◆ ACTION ITEM ◆
Read through the lines below for the string "RegistryClients" and copy each one that has it.

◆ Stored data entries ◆
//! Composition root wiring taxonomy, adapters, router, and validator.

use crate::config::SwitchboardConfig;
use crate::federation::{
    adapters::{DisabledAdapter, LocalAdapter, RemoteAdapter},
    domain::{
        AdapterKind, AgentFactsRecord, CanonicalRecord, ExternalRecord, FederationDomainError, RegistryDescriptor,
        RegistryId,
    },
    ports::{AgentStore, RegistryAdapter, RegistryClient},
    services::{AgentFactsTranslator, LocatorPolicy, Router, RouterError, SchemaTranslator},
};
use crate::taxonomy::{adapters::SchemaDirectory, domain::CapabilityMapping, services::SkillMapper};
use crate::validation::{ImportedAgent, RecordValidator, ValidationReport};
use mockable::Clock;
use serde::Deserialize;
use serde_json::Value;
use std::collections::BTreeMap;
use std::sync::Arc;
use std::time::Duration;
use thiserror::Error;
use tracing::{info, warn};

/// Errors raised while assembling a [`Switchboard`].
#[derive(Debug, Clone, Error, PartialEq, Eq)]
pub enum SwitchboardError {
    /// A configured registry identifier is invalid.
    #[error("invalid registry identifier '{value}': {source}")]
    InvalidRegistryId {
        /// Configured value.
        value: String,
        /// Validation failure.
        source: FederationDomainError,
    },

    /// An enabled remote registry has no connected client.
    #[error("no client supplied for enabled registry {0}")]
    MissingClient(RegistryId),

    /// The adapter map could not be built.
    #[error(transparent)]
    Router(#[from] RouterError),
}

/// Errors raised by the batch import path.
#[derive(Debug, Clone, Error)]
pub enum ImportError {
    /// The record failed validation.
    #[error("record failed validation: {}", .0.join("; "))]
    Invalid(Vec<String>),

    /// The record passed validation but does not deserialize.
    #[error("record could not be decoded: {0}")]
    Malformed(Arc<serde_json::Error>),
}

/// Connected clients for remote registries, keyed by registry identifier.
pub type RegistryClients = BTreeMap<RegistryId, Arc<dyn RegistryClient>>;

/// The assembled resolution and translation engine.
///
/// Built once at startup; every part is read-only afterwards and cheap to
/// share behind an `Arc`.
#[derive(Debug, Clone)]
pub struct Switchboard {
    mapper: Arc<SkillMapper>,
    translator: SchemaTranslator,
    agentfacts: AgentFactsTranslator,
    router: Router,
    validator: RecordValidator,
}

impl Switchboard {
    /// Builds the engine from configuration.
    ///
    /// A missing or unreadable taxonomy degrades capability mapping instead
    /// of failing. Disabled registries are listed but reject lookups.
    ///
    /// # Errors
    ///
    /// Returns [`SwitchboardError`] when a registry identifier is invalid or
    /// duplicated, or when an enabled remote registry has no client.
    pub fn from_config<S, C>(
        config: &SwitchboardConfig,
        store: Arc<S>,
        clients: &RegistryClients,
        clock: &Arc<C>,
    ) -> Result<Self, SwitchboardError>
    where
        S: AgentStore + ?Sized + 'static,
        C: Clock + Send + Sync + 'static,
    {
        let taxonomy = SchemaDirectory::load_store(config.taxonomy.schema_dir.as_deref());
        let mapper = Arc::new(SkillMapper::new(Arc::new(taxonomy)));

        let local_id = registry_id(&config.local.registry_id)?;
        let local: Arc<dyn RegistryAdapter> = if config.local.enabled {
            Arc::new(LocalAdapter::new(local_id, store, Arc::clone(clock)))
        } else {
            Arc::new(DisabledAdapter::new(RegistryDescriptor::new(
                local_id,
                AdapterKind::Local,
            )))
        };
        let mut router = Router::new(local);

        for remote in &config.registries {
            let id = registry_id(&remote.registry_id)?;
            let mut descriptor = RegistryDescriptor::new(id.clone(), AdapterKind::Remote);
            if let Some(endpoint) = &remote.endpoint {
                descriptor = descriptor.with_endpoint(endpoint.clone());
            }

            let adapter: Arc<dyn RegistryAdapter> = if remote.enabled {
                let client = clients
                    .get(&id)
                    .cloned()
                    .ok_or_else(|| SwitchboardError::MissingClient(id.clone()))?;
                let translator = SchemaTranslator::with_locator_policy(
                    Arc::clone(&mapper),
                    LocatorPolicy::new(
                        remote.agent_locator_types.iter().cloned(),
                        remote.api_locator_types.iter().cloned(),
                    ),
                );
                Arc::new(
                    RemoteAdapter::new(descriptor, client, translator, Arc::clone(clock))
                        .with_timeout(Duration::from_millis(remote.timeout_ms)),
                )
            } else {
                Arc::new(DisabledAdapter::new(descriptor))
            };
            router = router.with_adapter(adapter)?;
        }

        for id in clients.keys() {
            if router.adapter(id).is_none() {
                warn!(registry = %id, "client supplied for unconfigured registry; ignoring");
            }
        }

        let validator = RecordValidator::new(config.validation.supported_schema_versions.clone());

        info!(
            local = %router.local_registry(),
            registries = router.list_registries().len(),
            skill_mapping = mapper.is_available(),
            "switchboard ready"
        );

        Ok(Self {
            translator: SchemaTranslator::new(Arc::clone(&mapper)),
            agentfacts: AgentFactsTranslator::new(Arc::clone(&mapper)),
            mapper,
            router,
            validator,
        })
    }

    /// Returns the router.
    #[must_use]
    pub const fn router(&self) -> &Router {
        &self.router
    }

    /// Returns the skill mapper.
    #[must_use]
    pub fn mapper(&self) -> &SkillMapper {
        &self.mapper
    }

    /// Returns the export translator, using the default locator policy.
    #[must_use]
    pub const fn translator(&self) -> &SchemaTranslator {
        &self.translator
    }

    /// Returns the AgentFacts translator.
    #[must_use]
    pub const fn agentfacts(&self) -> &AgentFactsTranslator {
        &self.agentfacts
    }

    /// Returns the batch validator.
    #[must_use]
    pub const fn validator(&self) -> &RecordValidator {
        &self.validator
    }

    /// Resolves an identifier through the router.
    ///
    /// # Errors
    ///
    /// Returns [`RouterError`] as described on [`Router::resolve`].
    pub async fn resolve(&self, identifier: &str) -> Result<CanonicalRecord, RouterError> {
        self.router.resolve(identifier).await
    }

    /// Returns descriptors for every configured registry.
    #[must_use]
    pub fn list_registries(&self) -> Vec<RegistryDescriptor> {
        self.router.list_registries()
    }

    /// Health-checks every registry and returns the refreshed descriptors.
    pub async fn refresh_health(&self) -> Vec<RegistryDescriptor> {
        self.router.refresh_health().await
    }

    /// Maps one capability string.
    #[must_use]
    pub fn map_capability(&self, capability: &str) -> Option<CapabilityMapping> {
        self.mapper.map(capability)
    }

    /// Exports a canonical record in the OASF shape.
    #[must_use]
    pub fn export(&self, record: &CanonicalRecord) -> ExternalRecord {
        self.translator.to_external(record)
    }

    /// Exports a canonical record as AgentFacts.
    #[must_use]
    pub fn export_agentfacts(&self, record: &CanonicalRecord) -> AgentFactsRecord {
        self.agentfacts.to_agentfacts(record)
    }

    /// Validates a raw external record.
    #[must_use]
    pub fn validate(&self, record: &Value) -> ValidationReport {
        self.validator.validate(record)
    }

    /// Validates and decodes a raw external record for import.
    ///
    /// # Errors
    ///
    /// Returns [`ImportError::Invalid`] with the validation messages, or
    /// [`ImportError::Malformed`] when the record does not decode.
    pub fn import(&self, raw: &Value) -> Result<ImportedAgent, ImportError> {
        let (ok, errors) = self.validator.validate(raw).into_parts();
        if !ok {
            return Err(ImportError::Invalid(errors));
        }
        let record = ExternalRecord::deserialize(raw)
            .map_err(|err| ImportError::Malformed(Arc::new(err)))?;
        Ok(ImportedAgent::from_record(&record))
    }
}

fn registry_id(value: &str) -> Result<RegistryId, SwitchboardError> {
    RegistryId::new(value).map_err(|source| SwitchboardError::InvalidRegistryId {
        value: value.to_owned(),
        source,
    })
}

◆ ANSWER SECTION ◆
pub type RegistryClients = BTreeMap<RegistryId, Arc<dyn RegistryClient>>;
        clients: &RegistryClients,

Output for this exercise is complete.